The MRC RT01 trial has found that a higher dose of radiotherapy to treat patients with prostate cancer improves cancer control and reduces the need for salvage treatment compared with the results usually obtained with a standard dose of radiotherapy.
A higher dose of radiotherapy to treat patients with prostate cancer improves cancer control and reduces the need for salvage treatment compared with the results usually obtained with a standard dose of radiotherapy.
These are the findings of the MRC RT01 trial, run from the MRC Clinical Trials Unit, London. The trial tested whether new radiotherapy techniques could be used to safely administer higher doses of radiotherapy to the tumour and so better control the disease.
"The trial is important in emphasising the advantage of higher dose radiotherapy but also the need to continue to improve radiation techniques", said David Dearnaley, the Chief Investigator of the trial, from the Institute of Cancer Research and Royal Marsden Hospitals, Sutton, UK.

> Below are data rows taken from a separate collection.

//! Floating-point element type shared by every operator in a pipeline run.

use num_traits::{Float, FromPrimitive};
use serde::de::DeserializeOwned;
use serde::Serialize;
use std::fmt::{Debug, Display};

/// Element type of a [`SparseOperator`](crate::SparseOperator).
///
/// Implemented for `f32` and `f64` only. Operators, eigensolver and
/// Chebyshev basis are all generic over a single `T`, so a run never mixes
/// precisions.
pub trait Scalar:
    Float + FromPrimitive + Debug + Display + Default + Send + Sync + Serialize + DeserializeOwned + 'static
{
    /// Lossless widening used for logging and error payloads
    fn to_f64_lossless(self) -> f64;

    /// Conversion of configuration constants into the working precision
    fn from_config(value: f64) -> Self;
}

impl Scalar for f32 {
    #[inline]
    fn to_f64_lossless(self) -> f64 {
        f64::from(self)
    }

    #[inline]
    fn from_config(value: f64) -> Self {
        value as f32
    }
}

impl Scalar for f64 {
    #[inline]
    fn to_f64_lossless(self) -> f64 {
        self
    }

    #[inline]
    fn from_config(value: f64) -> Self {
        value
    }
}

The trial recruited 843 men with localised prostate cancer between 1998 and 2001. They were randomly allocated to receive either the standard dose of radiotherapy (64 Gray over 32 fractions over 6.5 weeks) or an escalated dose of radiotherapy (74 Gray over 37 fractions over 7.5 weeks). David Dearnaley explained, "the dose increase was made possible by using a new more precise radiation treatment method called conformal radiotherapy".
The researchers found that the high dose of radiotherapy helped prevent the recurrence of prostate cancer (rising PSA) and reduced the need for additional hormone treatment (androgen suppression treatment). However, the higher radiation dose did increase the risk of side-effects to the bowel.
Follow-up of patients for long-term outcomes such as metastases will continue.
The results of MRC RT01 were published online in The Lancet Oncology on Friday 4 May 2007 at www.thelancet.com/eop (DOI:10.1016/S1470-2045(07)70143-2) and the print version will follow in June 2007.